■ **Information supplied**:
------------------------------

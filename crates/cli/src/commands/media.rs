//! `apricot media` - file-library and description-image management.

use std::path::{Path, PathBuf};

use apricot_admin::AdminClient;

pub async fn replace_files(
    client: &AdminClient,
    paths: &[PathBuf],
) -> Result<(), Box<dyn std::error::Error>> {
    if paths.is_empty() {
        return Err("no image files given".into());
    }
    let paths: Vec<&Path> = paths.iter().map(PathBuf::as_path).collect();
    client.replace_image_files(&paths).await?;
    tracing::info!(count = paths.len(), "replaced library images");
    Ok(())
}

pub async fn replace_description_images(
    client: &AdminClient,
    product_id: &str,
    paths: &[PathBuf],
) -> Result<(), Box<dyn std::error::Error>> {
    if paths.is_empty() {
        return Err("no image files given".into());
    }
    let dummy_product_id = client.dummy_product_id()?.to_string();
    let url_prefix = client.url_prefix()?.to_string();
    let paths: Vec<&Path> = paths.iter().map(PathBuf::as_path).collect();
    client
        .replace_description_images(product_id, &paths, &dummy_product_id, &url_prefix)
        .await?;
    tracing::info!(product_id, count = paths.len(), "description images replaced");
    Ok(())
}
//! Media pipeline: staged uploads, byte transfer, attach/detach, and
//! the processing wait.
//!
//! Create and delete of product media are asynchronous on the platform
//! side; every mutation here is followed by a poll of the product's
//! media set until nothing is left in PROCESSING. Skipping that wait
//! returns before remote state is consistent and breaks the split
//! workflow's pruning step.

use std::path::Path;

use serde_json::{Value, json};
use tracing::{debug, info, instrument};

use apricot_core::types::media_name;
use apricot_core::{Gid, ResourceKind};

use super::types::{MediaNode, MediaStatus, Nodes, StagedUploadTarget, VariantNode};
use super::{AdminClient, AdminError, check_user_errors, queries};

/// MIME type excluded from byte uploads; Photoshop sources ride along
/// in operator folders but are never served.
const SKIPPED_MIME: &str = "image/psd";

/// A (filename, MIME type) pair for `stagedUploadsCreate`.
#[derive(Debug, Clone)]
pub struct StagedUploadRequest {
    pub filename: String,
    pub mime_type: String,
}

/// A staged `resourceUrl` plus alt text, ready to attach as product
/// media.
#[derive(Debug, Clone)]
pub struct MediaSource {
    pub original_source: String,
    pub alt: String,
}

/// What one poll of a product's media set decided.
#[derive(Debug, PartialEq)]
enum PollOutcome {
    /// Nothing left in PROCESSING and nothing FAILED.
    Completed,
    /// At least one media still PROCESSING.
    Pending,
    /// At least one media FAILED; carries the per-node error payloads.
    Failed(Vec<Value>),
}

fn poll_outcome(nodes: &[MediaNode]) -> PollOutcome {
    let failed: Vec<Value> = nodes
        .iter()
        .filter(|n| n.status == MediaStatus::Failed)
        .map(|n| json!({ "id": n.id, "errors": n.media_errors }))
        .collect();
    if !failed.is_empty() {
        return PollOutcome::Failed(failed);
    }
    if nodes.iter().any(|n| n.status == MediaStatus::Processing) {
        return PollOutcome::Pending;
    }
    PollOutcome::Completed
}

/// The slice of product media belonging to one variant.
///
/// Product media arrive in position order and each variant's media
/// connection starts at its first image, so a variant owns the range
/// from its first media's position up to the next variant's starting
/// position (or the end of the set).
fn variant_media_slice<'a>(
    all_media: &'a [MediaNode],
    variants: &[VariantNode],
    first_media_id: &str,
) -> Result<&'a [MediaNode], AdminError> {
    let position = |media_id: &str| all_media.iter().position(|m| m.id == media_id);

    let start = position(first_media_id).ok_or_else(|| {
        AdminError::Assertion(format!("media {first_media_id} is not on its product"))
    })?;

    let mut starts: Vec<usize> = variants
        .iter()
        .filter_map(|v| v.media.nodes.first())
        .filter_map(|m| position(&m.id))
        .collect();
    starts.push(all_media.len());
    starts.sort_unstable();
    starts.dedup();

    let end = starts
        .iter()
        .copied()
        .find(|&s| s > start)
        .unwrap_or(all_media.len());
    Ok(&all_media[start..end])
}
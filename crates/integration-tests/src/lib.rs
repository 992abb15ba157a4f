//! Shared scaffolding for the integration tests.
//!
//! Every test runs the real [`AdminClient`] against a local
//! [`wiremock::MockServer`] standing in for the Admin GraphQL endpoint;
//! no test touches a live shop. The poll clock is shrunk so media-wait
//! tests finish in milliseconds.

use std::time::Duration;

use apricot_admin::{AdminClient, Config};
use serde_json::{Value, json};
use wiremock::MockServer;

/// The GraphQL path the client derives from the default API version.
pub const GRAPHQL_PATH: &str = "/admin/api/2024-07/graphql.json";

pub struct TestContext {
    pub server: MockServer,
    pub client: AdminClient,
}

impl TestContext {
    pub async fn new() -> Self {
        let server = MockServer::start().await;
        let mut config = Config::new("apricot-test", "shpat_test_token");
        config.api_base = Some(server.uri());
        config.poll_interval = Duration::from_millis(10);
        config.poll_timeout = Duration::from_millis(300);
        let client = AdminClient::new(&config);
        Self { server, client }
    }
}

/// Wrap a payload the way the endpoint does: `{ "data": ... }`.
#[must_use]
pub fn graphql_data(value: Value) -> Value {
    json!({ "data": value })
}
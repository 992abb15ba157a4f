//! Transport-level and GraphQL-level error surfacing.

use apricot_admin::AdminError;
use apricot_integration_tests::{GRAPHQL_PATH, TestContext, graphql_data};
use serde_json::json;
use wiremock::matchers::{body_string_contains, header, method, path};
use wiremock::{Mock, ResponseTemplate};

#[tokio::test]
async fn non_2xx_response_is_a_transport_error() {
    let ctx = TestContext::new().await;
    Mock::given(method("POST"))
        .and(path(GRAPHQL_PATH))
        .respond_with(ResponseTemplate::new(502))
        .mount(&ctx.server)
        .await;

    let err = ctx.client.run_query("{ shop { name } }", json!(null)).await.unwrap_err();
    match err {
        AdminError::Transport { status, url } => {
            assert_eq!(status, 502);
            assert!(url.ends_with(GRAPHQL_PATH));
        }
        other => panic!("expected Transport, got {other}"),
    }
}

#[tokio::test]
async fn top_level_errors_fail_with_query_and_variables() {
    let ctx = TestContext::new().await;
    Mock::given(method("POST"))
        .and(path(GRAPHQL_PATH))
        .respond_with(ResponseTemplate::new(200).set_body_json(json!({
            "errors": [{ "message": "Field 'prodcts' doesn't exist" }]
        })))
        .mount(&ctx.server)
        .await;

    let err = ctx.client.run_query("{ prodcts }", json!({ "a": 1 })).await.unwrap_err();
    match err {
        AdminError::Query { errors, query, variables } => {
            assert!(errors.to_string().contains("doesn't exist"));
            assert_eq!(query, "{ prodcts }");
            assert_eq!(variables, json!({ "a": 1 }));
        }
        other => panic!("expected Query, got {other}"),
    }
}

#[tokio::test]
async fn access_token_travels_in_the_header() {
    let ctx = TestContext::new().await;
    Mock::given(method("POST"))
        .and(path(GRAPHQL_PATH))
        .and(header("X-Shopify-Access-Token", "shpat_test_token"))
        .respond_with(
            ResponseTemplate::new(200).set_body_json(graphql_data(json!({ "shop": null }))),
        )
        .expect(1)
        .mount(&ctx.server)
        .await;

    ctx.client
        .run_query("{ shop { name } }", json!(null))
        .await
        .expect("query should succeed");
}

#[tokio::test]
async fn mutation_user_errors_become_errors() {
    let ctx = TestContext::new().await;
    Mock::given(method("POST"))
        .and(path(GRAPHQL_PATH))
        .and(body_string_contains("productDuplicate"))
        .respond_with(ResponseTemplate::new(200).set_body_json(graphql_data(json!({
            "productDuplicate": {
                "newProduct": null,
                "userErrors": [{ "field": "productId", "message": "Product not found" }]
            }
        }))))
        .mount(&ctx.server)
        .await;

    let err = ctx
        .client
        .duplicate_product("8051948863715", "Coat", true, "DRAFT")
        .await
        .unwrap_err();
    match err {
        AdminError::UserError { mutation, errors } => {
            assert_eq!(mutation, "productDuplicate");
            assert!(errors.to_string().contains("Product not found"));
        }
        other => panic!("expected UserError, got {other}"),
    }
}
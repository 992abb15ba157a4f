//! Shared catalog types for Apricot Studios shop automation.
//!
//! This crate holds the pure, I/O-free building blocks used by the
//! Admin API client and the CLI:
//!
//! - [`types::id`] - typed Shopify global IDs and normalization
//! - [`types::search`] - Admin search-grammar term builders
//! - [`types::media_name`] - image filename sanitization and the
//!   description-HTML fragment builder
//! - [`types::richtext`] - rich-text metafield document builder

#![cfg_attr(not(test), forbid(unsafe_code))]

pub mod types;

pub use types::id::{Gid, IdError, ResourceKind};
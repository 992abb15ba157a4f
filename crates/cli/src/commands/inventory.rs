//! `apricot inventory` - stock management.

use apricot_admin::AdminClient;

pub async fn set(
    client: &AdminClient,
    sku: &str,
    location: &str,
    quantity: i64,
) -> Result<(), Box<dyn std::error::Error>> {
    match client.set_available_quantity(sku, location, quantity).await? {
        Some(group) => {
            for change in &group.changes {
                tracing::info!(
                    name = %change.name,
                    delta = change.delta,
                    after = ?change.quantity_after_change,
                    "adjusted"
                );
            }
        }
        None => tracing::info!(sku, location, quantity, "already at requested quantity"),
    }
    Ok(())
}
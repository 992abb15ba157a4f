//! Core type definitions.

pub mod id;
pub mod media_name;
pub mod richtext;
pub mod search;
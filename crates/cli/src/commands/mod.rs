pub mod describe;
pub mod inventory;
pub mod media;
pub mod split;
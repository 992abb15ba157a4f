//! Absolute stock writer.

use serde_json::json;
use tracing::{info, instrument};

use super::types::InventoryAdjustmentGroup;
use super::{AdminClient, AdminError, check_user_errors, queries};

impl AdminClient {
    /// Set the available quantity of a SKU at a named location to an
    /// absolute value.
    ///
    /// The write ignores compare-quantity conflicts and is recorded
    /// with reason `correction`. When the stock already matches, the
    /// platform returns no adjustment group; that is a no-op, not an
    /// error, and `None` is returned.
    ///
    /// # Errors
    ///
    /// Returns an error if the SKU or location cannot be resolved
    /// uniquely, the API request fails, or the mutation reports user
    /// errors.
    #[instrument(skip(self))]
    pub async fn set_available_quantity(
        &self,
        sku: &str,
        location_name: &str,
        quantity: i64,
    ) -> Result<Option<InventoryAdjustmentGroup>, AdminError> {
        let inventory_item_id = self.inventory_item_id_by_sku(sku).await?;
        let location_id = self.location_id_by_name(location_name).await?;

        let data = self
            .run_query(
                queries::INVENTORY_SET_QUANTITIES,
                json!({
                    "inventoryItemId": inventory_item_id,
                    "locationId": location_id,
                    "quantity": quantity,
                }),
            )
            .await?;
        check_user_errors(&data, "inventorySetQuantities", "userErrors")?;

        let group = data["inventorySetQuantities"]["inventoryAdjustmentGroup"].clone();
        if group.is_null() {
            info!(sku, location_name, quantity, "stock already at requested quantity");
            return Ok(None);
        }
        Ok(Some(serde_json::from_value(group)?))
    }
}
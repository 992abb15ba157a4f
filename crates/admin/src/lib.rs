//! Shopify Admin API catalog orchestration (HIGH PRIVILEGE).
//!
//! Translates high-level catalog intents - split a product per color,
//! replace description images, set inventory for a SKU - into the
//! correct sequence of Admin GraphQL mutations, with natural-key
//! lookups, staged-upload choreography, and poll-based waiting for
//! asynchronous media processing.
//!
//! # Example
//!
//! ```rust,ignore
//! use apricot_admin::{AdminClient, Config};
//!
//! let client = AdminClient::new(&Config::from_env()?);
//!
//! // Split a two-axis product into one product per color
//! let new_ids = client.split_product_by_color("Spring Coat", "DRAFT").await?;
//!
//! // Set absolute stock
//! client.set_available_quantity("ABC-1", "Tokyo Warehouse", 12).await?;
//! ```

#![cfg_attr(not(test), forbid(unsafe_code))]

pub mod config;
pub mod shopify;

pub use config::{Config, ConfigError};
pub use shopify::{AdminClient, AdminError};
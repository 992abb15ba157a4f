//! Typed Shopify global IDs.
//!
//! Operator input arrives either as a bare numeric string ("12345") or
//! as a fully qualified global ID (`gid://shopify/Product/12345`). Both
//! forms normalize into a [`Gid`], which pairs the numeric part with its
//! [`ResourceKind`] so that an ID can never silently cross entity types.

use std::fmt;

use serde::{Deserialize, Serialize};
use thiserror::Error;

const GID_PREFIX: &str = "gid://shopify/";

/// Shopify entity types addressable by global ID.
#[derive(Debug, Clone, Copy, PartialEq, Eq, Hash, Serialize, Deserialize)]
pub enum ResourceKind {
    Product,
    ProductVariant,
    Metafield,
    MediaImage,
    File,
    Location,
    InventoryItem,
}

impl ResourceKind {
    /// The type segment as it appears inside a global ID.
    #[must_use]
    pub const fn as_str(self) -> &'static str {
        match self {
            Self::Product => "Product",
            Self::ProductVariant => "ProductVariant",
            Self::Metafield => "Metafield",
            Self::MediaImage => "MediaImage",
            Self::File => "File",
            Self::Location => "Location",
            Self::InventoryItem => "InventoryItem",
        }
    }
}

impl fmt::Display for ResourceKind {
    fn fmt(&self, f: &mut fmt::Formatter<'_>) -> fmt::Result {
        f.write_str(self.as_str())
    }
}

/// Errors from parsing or normalizing a global ID.
#[derive(Debug, Error, PartialEq, Eq)]
pub enum IdError {
    /// Input is neither numeric nor a `gid://shopify/...` URI.
    #[error("malformed identifier: {0}")]
    Malformed(String),

    /// A global ID was supplied for a different entity type.
    #[error("expected a {expected} id, got a {found} id")]
    KindMismatch { expected: ResourceKind, found: String },
}

/// A normalized Shopify global ID.
///
/// Displays as `gid://shopify/<Kind>/<numeric>`; parsing the displayed
/// form back with the same expected kind is the identity.
#[derive(Debug, Clone, Copy, PartialEq, Eq, Hash)]
pub struct Gid {
    kind: ResourceKind,
    id: u64,
}

impl Gid {
    /// Build a global ID from its parts.
    #[must_use]
    pub const fn new(kind: ResourceKind, id: u64) -> Self {
        Self { kind, id }
    }

    /// Normalize an operator-supplied identifier against an expected kind.
    ///
    /// Numeric strings are qualified with the expected kind; fully
    /// qualified IDs must already carry that kind.
    ///
    /// # Errors
    ///
    /// Returns [`IdError::KindMismatch`] when a global ID names another
    /// entity type, and [`IdError::Malformed`] for anything that is
    /// neither numeric nor a well-formed `gid://shopify/...` URI.
    pub fn parse(input: &str, expected: ResourceKind) -> Result<Self, IdError> {
        let input = input.trim();
        if !input.is_empty() && input.bytes().all(|b| b.is_ascii_digit()) {
            let id = input
                .parse::<u64>()
                .map_err(|_| IdError::Malformed(input.to_string()))?;
            return Ok(Self::new(expected, id));
        }

        let rest = input
            .strip_prefix(GID_PREFIX)
            .ok_or_else(|| IdError::Malformed(input.to_string()))?;
        let (kind, numeric) = rest
            .split_once('/')
            .ok_or_else(|| IdError::Malformed(input.to_string()))?;
        if kind != expected.as_str() {
            return Err(IdError::KindMismatch {
                expected,
                found: kind.to_string(),
            });
        }
        let id = numeric
            .parse::<u64>()
            .map_err(|_| IdError::Malformed(input.to_string()))?;
        Ok(Self::new(expected, id))
    }

    /// The entity type of this ID.
    #[must_use]
    pub const fn kind(&self) -> ResourceKind {
        self.kind
    }

    /// The trailing numeric segment, for the legacy search grammar
    /// (`product_id:<n>`).
    #[must_use]
    pub const fn numeric(&self) -> u64 {
        self.id
    }
}

impl fmt::Display for Gid {
    fn fmt(&self, f: &mut fmt::Formatter<'_>) -> fmt::Result {
        write!(f, "{GID_PREFIX}{}/{}", self.kind.as_str(), self.id)
    }
}

#[cfg(test)]
mod tests {
    use super::*;

    #[test]
    fn numeric_input_is_qualified() {
        let gid = Gid::parse("12345", ResourceKind::Product).unwrap();
        assert_eq!(gid.to_string(), "gid://shopify/Product/12345");
        assert_eq!(gid.numeric(), 12345);
    }

    #[test]
    fn qualified_input_passes_through() {
        let gid = Gid::parse("gid://shopify/ProductVariant/9", ResourceKind::ProductVariant)
            .unwrap();
        assert_eq!(gid.to_string(), "gid://shopify/ProductVariant/9");
    }

    #[test]
    fn normalization_is_idempotent() {
        let once = Gid::parse("777", ResourceKind::Location).unwrap();
        let twice = Gid::parse(&once.to_string(), ResourceKind::Location).unwrap();
        assert_eq!(once, twice);
    }

    #[test]
    fn kind_mismatch_is_rejected() {
        let err = Gid::parse("gid://shopify/Product/1", ResourceKind::ProductVariant)
            .unwrap_err();
        assert_eq!(
            err,
            IdError::KindMismatch {
                expected: ResourceKind::ProductVariant,
                found: "Product".to_string(),
            }
        );
    }

    #[test]
    fn garbage_is_malformed() {
        assert!(matches!(
            Gid::parse("not-an-id", ResourceKind::Product),
            Err(IdError::Malformed(_))
        ));
        assert!(matches!(
            Gid::parse("gid://shopify/Product/abc", ResourceKind::Product),
            Err(IdError::Malformed(_))
        ));
        assert!(matches!(
            Gid::parse("", ResourceKind::Product),
            Err(IdError::Malformed(_))
        ));
    }
}
//! Natural-key lookups with single-result enforcement.
//!
//! Every resolver runs a bounded search query and requires exactly one
//! match: zero results raise [`AdminError::NotFound`], several raise
//! [`AdminError::Ambiguous`], so callers can branch on the two cases.

use std::fmt::Debug;

use serde_json::json;
use tracing::instrument;

use apricot_core::types::search;
use apricot_core::{Gid, ResourceKind};

use super::queries;
use super::types::{
    FileNode, Nodes, ProductSummary, VariantDetail, VariantNode, VariantWithProduct,
};
use super::{AdminClient, AdminError};

/// Enforce the exactly-one-result contract of a natural-key lookup.
fn single<T: Debug>(mut items: Vec<T>, what: &str, key: &str) -> Result<T, AdminError> {
    match items.len() {
        1 => Ok(items.remove(0)),
        0 => Err(AdminError::NotFound(format!("No {what} found for {key}"))),
        _ => Err(AdminError::Ambiguous(format!(
            "Multiple {what} found for {key}: {items:?}"
        ))),
    }
}

impl AdminClient {
    /// All products matching an Admin search query (bounded at 10).
    ///
    /// # Errors
    ///
    /// Returns an error if the API request fails.
    #[instrument(skip(self))]
    pub async fn products_by_query(
        &self,
        query_string: &str,
    ) -> Result<Vec<ProductSummary>, AdminError> {
        let products: Nodes<ProductSummary> = self
            .query_field(
                queries::PRODUCTS_BY_QUERY,
                json!({ "query_string": query_string }),
                "products",
            )
            .await?;
        Ok(products.nodes)
    }

    /// Exactly one product matching an Admin search query.
    ///
    /// # Errors
    ///
    /// [`AdminError::NotFound`] / [`AdminError::Ambiguous`] on zero or
    /// several matches.
    pub async fn product_by_query(
        &self,
        query_string: &str,
    ) -> Result<ProductSummary, AdminError> {
        let products = self.products_by_query(query_string).await?;
        single(products, "products", query_string)
    }

    /// Resolve a product by its (near-unique) title.
    ///
    /// # Errors
    ///
    /// See [`Self::product_by_query`].
    pub async fn product_by_title(&self, title: &str) -> Result<ProductSummary, AdminError> {
        self.product_by_query(&search::title(title)).await
    }

    /// Product ID by title.
    ///
    /// # Errors
    ///
    /// See [`Self::product_by_query`].
    pub async fn product_id_by_title(&self, title: &str) -> Result<String, AdminError> {
        Ok(self.product_by_title(title).await?.id)
    }

    /// Resolve a product by its unique handle.
    ///
    /// # Errors
    ///
    /// See [`Self::product_by_query`].
    pub async fn product_by_handle(&self, handle: &str) -> Result<ProductSummary, AdminError> {
        self.product_by_query(&search::handle(handle)).await
    }

    /// Product ID by handle.
    ///
    /// # Errors
    ///
    /// See [`Self::product_by_query`].
    pub async fn product_id_by_handle(&self, handle: &str) -> Result<String, AdminError> {
        Ok(self.product_by_handle(handle).await?.id)
    }

    /// Resolve a product by numeric or global ID through the search
    /// grammar's `id:` term.
    ///
    /// # Errors
    ///
    /// See [`Self::product_by_query`].
    pub async fn product_by_id(&self, product_id: &str) -> Result<ProductSummary, AdminError> {
        let gid = Gid::parse(product_id, ResourceKind::Product)?;
        self.product_by_query(&search::id(gid.numeric())).await
    }

    /// All products carrying a tag.
    ///
    /// # Errors
    ///
    /// Returns an error if the API request fails.
    pub async fn products_by_tag(&self, tag: &str) -> Result<Vec<ProductSummary>, AdminError> {
        self.products_by_query(&search::tag(tag)).await
    }

    /// Exactly one product carrying a tag.
    ///
    /// # Errors
    ///
    /// See [`Self::product_by_query`].
    pub async fn product_by_tag(&self, tag: &str) -> Result<ProductSummary, AdminError> {
        self.product_by_query(&search::tag(tag)).await
    }

    /// All variants of a product, with selected options and media refs.
    ///
    /// # Errors
    ///
    /// Returns an error if the API request fails or the ID is not a
    /// product ID.
    #[instrument(skip(self))]
    pub async fn product_variants_by_product_id(
        &self,
        product_id: &str,
    ) -> Result<Vec<VariantNode>, AdminError> {
        let gid = Gid::parse(product_id, ResourceKind::Product)?;
        let variants: Nodes<VariantNode> = self
            .query_field(
                &queries::product_variants_by_product(gid.numeric()),
                json!(null),
                "productVariants",
            )
            .await?;
        Ok(variants.nodes)
    }

    /// A variant by its global or numeric ID.
    ///
    /// # Errors
    ///
    /// Returns an error if the API request fails or no variant exists.
    #[instrument(skip(self))]
    pub async fn variant_by_id(&self, variant_id: &str) -> Result<VariantDetail, AdminError> {
        let gid = Gid::parse(variant_id, ResourceKind::ProductVariant)?;
        let variant: Option<VariantDetail> = self
            .query_field(
                queries::PRODUCT_VARIANT_BY_ID,
                json!({ "id": gid.to_string() }),
                "productVariant",
            )
            .await?;
        variant.ok_or_else(|| AdminError::NotFound(format!("No variant found for {gid}")))
    }

    /// The owning product's ID for a variant.
    ///
    /// # Errors
    ///
    /// Returns an error if the API request fails or no variant exists.
    #[instrument(skip(self))]
    pub async fn product_id_by_variant_id(&self, variant_id: &str) -> Result<String, AdminError> {
        let gid = Gid::parse(variant_id, ResourceKind::ProductVariant)?;
        let data = self
            .run_query(queries::PRODUCT_OF_VARIANT, json!({ "id": gid.to_string() }))
            .await?;
        data["productVariant"]["product"]["id"]
            .as_str()
            .map(ToString::to_string)
            .ok_or_else(|| AdminError::NotFound(format!("No variant found for {gid}")))
    }

    /// Raw SKU search (bounded at 10, not single-enforced).
    ///
    /// # Errors
    ///
    /// Returns an error if the API request fails.
    pub async fn variants_by_sku(&self, sku: &str) -> Result<Vec<VariantWithProduct>, AdminError> {
        let variants: Nodes<VariantWithProduct> = self
            .query_field(
                queries::PRODUCT_VARIANTS_BY_QUERY,
                json!({ "query_string": search::sku(sku) }),
                "productVariants",
            )
            .await?;
        Ok(variants.nodes)
    }

    /// The unique variant ID for a SKU.
    ///
    /// # Errors
    ///
    /// [`AdminError::NotFound`] / [`AdminError::Ambiguous`] on zero or
    /// several matches.
    #[instrument(skip(self))]
    pub async fn variant_id_by_sku(&self, sku: &str) -> Result<String, AdminError> {
        let variants = self.variants_by_sku(sku).await?;
        Ok(single(variants, "variants", sku)?.id)
    }

    /// The owning product's ID for a SKU.
    ///
    /// # Errors
    ///
    /// [`AdminError::NotFound`] / [`AdminError::Ambiguous`] on zero or
    /// several matches.
    #[instrument(skip(self))]
    pub async fn product_id_by_sku(&self, sku: &str) -> Result<String, AdminError> {
        let variants = self.variants_by_sku(sku).await?;
        Ok(single(variants, "variants", sku)?.product.id)
    }

    /// A shop file-library ID by (sanitized) filename.
    ///
    /// The `filename:` search matches the basename without extension,
    /// so when several files share a stem the image URL suffix picks
    /// the exact one.
    ///
    /// # Errors
    ///
    /// [`AdminError::NotFound`] / [`AdminError::Ambiguous`] on zero or
    /// several matches.
    #[instrument(skip(self))]
    pub async fn file_id_by_file_name(&self, file_name: &str) -> Result<String, AdminError> {
        let files: Nodes<FileNode> = self
            .query_field(
                queries::FILES_BY_QUERY,
                json!({ "query_string": search::filename(file_name) }),
                "files",
            )
            .await?;
        let mut files = files.nodes;
        if files.len() > 1 {
            files.retain(|f| {
                f.image.as_ref().is_some_and(|image| {
                    image
                        .url
                        .split('?')
                        .next()
                        .is_some_and(|url| url.ends_with(file_name))
                })
            });
        }
        Ok(single(files, "files", file_name)?.id)
    }

    /// A metafield definition ID by namespace and key.
    ///
    /// `owner_type` defaults to `PRODUCT`.
    ///
    /// # Errors
    ///
    /// [`AdminError::NotFound`] / [`AdminError::Ambiguous`] on zero or
    /// several matches.
    #[instrument(skip(self))]
    pub async fn metafield_definition_id(
        &self,
        namespace: &str,
        key: &str,
        owner_type: Option<&str>,
    ) -> Result<String, AdminError> {
        let owner_type = owner_type.unwrap_or("PRODUCT");
        let definitions: Nodes<serde_json::Value> = self
            .query_field(
                queries::METAFIELD_DEFINITIONS,
                json!({ "ownerType": owner_type, "namespace": namespace, "key": key }),
                "metafieldDefinitions",
            )
            .await?;
        let node = single(
            definitions.nodes,
            "metafield definitions",
            &format!("{namespace}:{key}"),
        )?;
        node["id"]
            .as_str()
            .map(ToString::to_string)
            .ok_or_else(|| {
                AdminError::Assertion(format!(
                    "metafield definition for {namespace}:{key} has no id"
                ))
            })
    }

    /// A location ID by its name.
    ///
    /// # Errors
    ///
    /// [`AdminError::NotFound`] / [`AdminError::Ambiguous`] on zero or
    /// several matches.
    #[instrument(skip(self))]
    pub async fn location_id_by_name(&self, name: &str) -> Result<String, AdminError> {
        let locations: Nodes<serde_json::Value> = self
            .query_field(
                queries::LOCATIONS_BY_QUERY,
                json!({ "query_string": search::location_name(name) }),
                "locations",
            )
            .await?;
        let node = single(locations.nodes, "locations", name)?;
        node["id"]
            .as_str()
            .map(ToString::to_string)
            .ok_or_else(|| AdminError::Assertion(format!("location {name} has no id")))
    }

    /// An inventory item ID by SKU.
    ///
    /// # Errors
    ///
    /// [`AdminError::NotFound`] / [`AdminError::Ambiguous`] on zero or
    /// several matches.
    #[instrument(skip(self))]
    pub async fn inventory_item_id_by_sku(&self, sku: &str) -> Result<String, AdminError> {
        let items: Nodes<serde_json::Value> = self
            .query_field(
                queries::INVENTORY_ITEMS_BY_QUERY,
                json!({ "query_string": search::sku(sku) }),
                "inventoryItems",
            )
            .await?;
        let node = single(items.nodes, "inventoryItems", sku)?;
        node["id"]
            .as_str()
            .map(ToString::to_string)
            .ok_or_else(|| AdminError::Assertion(format!("inventory item for {sku} has no id")))
    }
}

------------------------------

■ **Task prompt**: Say how many lines in the entries include the word "MediaStatus", with no text around the number.

■ **Solution for this exercise**: 3